[WORKING DATA]
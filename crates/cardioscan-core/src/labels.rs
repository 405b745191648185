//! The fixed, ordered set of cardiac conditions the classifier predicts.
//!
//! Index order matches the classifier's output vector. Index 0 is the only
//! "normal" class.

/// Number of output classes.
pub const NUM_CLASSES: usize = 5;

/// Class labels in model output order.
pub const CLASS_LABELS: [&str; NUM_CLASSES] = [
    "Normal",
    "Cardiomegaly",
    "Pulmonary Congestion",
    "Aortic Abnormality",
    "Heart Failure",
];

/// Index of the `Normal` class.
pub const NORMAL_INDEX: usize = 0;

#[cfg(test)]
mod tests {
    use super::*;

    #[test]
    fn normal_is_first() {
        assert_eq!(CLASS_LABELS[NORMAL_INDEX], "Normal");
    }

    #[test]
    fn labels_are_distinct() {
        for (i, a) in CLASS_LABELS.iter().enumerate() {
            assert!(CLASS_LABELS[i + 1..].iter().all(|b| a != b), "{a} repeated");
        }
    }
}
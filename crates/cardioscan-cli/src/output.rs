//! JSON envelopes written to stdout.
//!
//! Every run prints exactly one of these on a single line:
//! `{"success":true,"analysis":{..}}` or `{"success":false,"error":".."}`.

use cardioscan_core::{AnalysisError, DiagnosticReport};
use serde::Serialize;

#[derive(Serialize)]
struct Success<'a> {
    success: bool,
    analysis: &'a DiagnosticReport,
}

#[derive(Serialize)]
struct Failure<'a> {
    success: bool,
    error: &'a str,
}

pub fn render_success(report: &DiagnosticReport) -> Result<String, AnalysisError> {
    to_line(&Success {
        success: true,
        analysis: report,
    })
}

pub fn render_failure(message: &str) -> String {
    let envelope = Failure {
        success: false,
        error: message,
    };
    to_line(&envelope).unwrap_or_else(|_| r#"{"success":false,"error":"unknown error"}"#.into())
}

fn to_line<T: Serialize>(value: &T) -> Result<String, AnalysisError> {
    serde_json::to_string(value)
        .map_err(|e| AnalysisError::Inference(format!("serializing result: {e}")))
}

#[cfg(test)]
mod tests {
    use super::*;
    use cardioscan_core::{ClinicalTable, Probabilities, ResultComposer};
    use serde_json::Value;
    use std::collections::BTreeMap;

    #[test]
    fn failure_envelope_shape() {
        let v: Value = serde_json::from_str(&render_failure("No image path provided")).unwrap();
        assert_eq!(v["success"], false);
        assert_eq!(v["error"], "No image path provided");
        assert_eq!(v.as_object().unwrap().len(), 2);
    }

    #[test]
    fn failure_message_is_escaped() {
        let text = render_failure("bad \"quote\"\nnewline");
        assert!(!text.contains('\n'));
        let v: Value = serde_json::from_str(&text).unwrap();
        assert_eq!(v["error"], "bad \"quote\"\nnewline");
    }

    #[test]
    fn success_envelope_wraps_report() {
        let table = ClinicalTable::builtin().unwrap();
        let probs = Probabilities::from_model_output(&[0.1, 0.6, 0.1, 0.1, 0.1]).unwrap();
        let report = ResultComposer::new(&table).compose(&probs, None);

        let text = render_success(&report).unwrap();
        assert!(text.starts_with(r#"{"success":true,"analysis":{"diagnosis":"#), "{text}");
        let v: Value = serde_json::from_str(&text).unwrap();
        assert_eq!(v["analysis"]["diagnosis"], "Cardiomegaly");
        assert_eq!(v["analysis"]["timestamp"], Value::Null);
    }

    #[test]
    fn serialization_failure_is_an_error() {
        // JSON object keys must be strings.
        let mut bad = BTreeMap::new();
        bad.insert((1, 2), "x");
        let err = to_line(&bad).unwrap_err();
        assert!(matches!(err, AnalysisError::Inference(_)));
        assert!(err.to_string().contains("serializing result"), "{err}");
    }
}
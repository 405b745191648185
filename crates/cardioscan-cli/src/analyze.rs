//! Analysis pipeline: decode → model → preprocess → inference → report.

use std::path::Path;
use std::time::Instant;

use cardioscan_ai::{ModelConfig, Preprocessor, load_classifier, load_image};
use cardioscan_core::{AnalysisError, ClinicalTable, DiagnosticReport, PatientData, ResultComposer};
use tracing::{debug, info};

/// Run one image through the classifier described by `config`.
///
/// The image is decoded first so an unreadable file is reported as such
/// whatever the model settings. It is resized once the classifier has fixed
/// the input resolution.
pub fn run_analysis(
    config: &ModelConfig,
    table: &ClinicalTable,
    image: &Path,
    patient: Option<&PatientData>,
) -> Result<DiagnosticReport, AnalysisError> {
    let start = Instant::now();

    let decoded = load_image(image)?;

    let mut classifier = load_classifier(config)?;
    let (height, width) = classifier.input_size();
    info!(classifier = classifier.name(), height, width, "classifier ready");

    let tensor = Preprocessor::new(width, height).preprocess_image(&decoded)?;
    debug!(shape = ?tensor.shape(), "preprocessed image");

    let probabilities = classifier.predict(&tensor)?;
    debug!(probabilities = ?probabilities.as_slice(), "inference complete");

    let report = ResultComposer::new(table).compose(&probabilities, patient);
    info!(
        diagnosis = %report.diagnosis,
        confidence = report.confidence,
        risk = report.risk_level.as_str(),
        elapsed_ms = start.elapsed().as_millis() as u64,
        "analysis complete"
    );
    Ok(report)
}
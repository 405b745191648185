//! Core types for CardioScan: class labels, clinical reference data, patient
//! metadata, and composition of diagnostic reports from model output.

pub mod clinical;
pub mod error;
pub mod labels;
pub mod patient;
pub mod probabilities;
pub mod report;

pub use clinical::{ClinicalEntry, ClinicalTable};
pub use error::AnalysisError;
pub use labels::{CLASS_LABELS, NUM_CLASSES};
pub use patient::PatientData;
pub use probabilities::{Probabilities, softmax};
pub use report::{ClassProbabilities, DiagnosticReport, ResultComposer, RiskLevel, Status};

[EXERCISE DESCRIPTION] Would you copy every line from the listing above that has the string "Cardiomegaly" in it?

[RESPONSE TO THIS EXERCISE]
    "Cardiomegaly",
        assert_eq!(v["analysis"]["diagnosis"], "Cardiomegaly");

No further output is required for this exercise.